EXERCISE BRIEF: Word for word, restate the lines that run from the line containing "let v = value_at(98, step);" to the last line of the records below.

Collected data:
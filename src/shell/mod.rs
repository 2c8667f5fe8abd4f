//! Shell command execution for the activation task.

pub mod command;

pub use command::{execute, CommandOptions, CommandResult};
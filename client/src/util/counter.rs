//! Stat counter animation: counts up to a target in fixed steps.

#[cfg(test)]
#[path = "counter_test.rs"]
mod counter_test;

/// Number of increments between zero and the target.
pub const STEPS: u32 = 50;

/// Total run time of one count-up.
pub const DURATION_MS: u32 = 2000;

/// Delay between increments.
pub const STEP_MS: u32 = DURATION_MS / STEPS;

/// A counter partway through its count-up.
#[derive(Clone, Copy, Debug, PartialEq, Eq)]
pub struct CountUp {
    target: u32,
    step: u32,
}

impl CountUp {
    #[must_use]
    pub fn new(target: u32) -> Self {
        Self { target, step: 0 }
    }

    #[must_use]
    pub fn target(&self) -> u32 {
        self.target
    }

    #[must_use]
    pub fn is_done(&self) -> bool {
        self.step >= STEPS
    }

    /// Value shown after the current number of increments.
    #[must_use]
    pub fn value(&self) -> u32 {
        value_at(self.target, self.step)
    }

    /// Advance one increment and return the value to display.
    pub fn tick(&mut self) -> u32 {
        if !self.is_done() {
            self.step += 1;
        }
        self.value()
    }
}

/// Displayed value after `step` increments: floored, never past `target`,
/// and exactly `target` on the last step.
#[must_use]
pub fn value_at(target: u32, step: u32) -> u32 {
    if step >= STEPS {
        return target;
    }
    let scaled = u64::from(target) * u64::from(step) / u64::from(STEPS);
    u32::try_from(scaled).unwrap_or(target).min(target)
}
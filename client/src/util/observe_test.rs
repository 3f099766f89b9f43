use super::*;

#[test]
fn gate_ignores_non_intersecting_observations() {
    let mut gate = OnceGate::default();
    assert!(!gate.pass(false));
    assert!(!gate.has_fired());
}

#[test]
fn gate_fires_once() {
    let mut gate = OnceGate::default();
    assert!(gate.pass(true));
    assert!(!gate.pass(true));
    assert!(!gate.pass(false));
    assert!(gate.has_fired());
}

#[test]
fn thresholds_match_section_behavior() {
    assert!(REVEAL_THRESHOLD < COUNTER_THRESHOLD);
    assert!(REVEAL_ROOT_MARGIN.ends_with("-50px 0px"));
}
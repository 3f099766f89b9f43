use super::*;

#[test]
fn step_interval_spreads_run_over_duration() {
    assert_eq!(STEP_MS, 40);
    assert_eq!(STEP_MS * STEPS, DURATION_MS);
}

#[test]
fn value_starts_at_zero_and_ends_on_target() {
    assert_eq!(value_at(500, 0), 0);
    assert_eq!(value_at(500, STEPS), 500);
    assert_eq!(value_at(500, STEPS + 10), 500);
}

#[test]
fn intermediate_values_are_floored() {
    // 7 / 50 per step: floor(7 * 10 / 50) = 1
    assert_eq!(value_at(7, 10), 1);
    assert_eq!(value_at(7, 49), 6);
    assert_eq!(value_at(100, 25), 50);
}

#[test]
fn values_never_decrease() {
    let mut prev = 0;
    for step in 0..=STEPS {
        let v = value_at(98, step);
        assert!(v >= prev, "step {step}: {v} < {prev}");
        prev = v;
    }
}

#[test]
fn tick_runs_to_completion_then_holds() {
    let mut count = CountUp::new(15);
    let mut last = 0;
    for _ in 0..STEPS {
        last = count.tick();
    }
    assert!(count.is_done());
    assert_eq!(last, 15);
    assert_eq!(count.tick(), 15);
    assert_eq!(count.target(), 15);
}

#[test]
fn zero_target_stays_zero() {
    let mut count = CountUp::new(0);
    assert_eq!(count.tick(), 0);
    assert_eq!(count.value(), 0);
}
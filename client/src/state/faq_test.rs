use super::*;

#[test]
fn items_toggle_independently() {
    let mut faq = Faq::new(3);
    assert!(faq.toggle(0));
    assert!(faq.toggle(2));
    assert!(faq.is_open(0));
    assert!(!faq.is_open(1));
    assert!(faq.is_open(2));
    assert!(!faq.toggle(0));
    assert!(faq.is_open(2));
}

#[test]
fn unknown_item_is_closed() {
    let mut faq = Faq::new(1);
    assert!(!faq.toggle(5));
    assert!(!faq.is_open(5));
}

ANSWER TO THE EXERCISE:
        let v = value_at(98, step);
        assert!(v >= prev, "step {step}: {v} < {prev}");
        prev = v;
    }
}

#[test]
fn tick_runs_to_completion_then_holds() {
    let mut count = CountUp::new(15);
    let mut last = 0;
    for _ in 0..STEPS {
        last = count.tick();
    }
    assert!(count.is_done());
    assert_eq!(last, 15);
    assert_eq!(count.tick(), 15);
    assert_eq!(count.target(), 15);
}

#[test]
fn zero_target_stays_zero() {
    let mut count = CountUp::new(0);
    assert_eq!(count.tick(), 0);
    assert_eq!(count.value(), 0);
}
filename client/src/state/faq_test.rs
use super::*;

#[test]
fn items_toggle_independently() {
    let mut faq = Faq::new(3);
    assert!(faq.toggle(0));
    assert!(faq.toggle(2));
    assert!(faq.is_open(0));
    assert!(!faq.is_open(1));
    assert!(faq.is_open(2));
    assert!(!faq.toggle(0));
    assert!(faq.is_open(2));
}

#[test]
fn unknown_item_is_closed() {
    let mut faq = Faq::new(1);
    assert!(!faq.toggle(5));
    assert!(!faq.is_open(5));
}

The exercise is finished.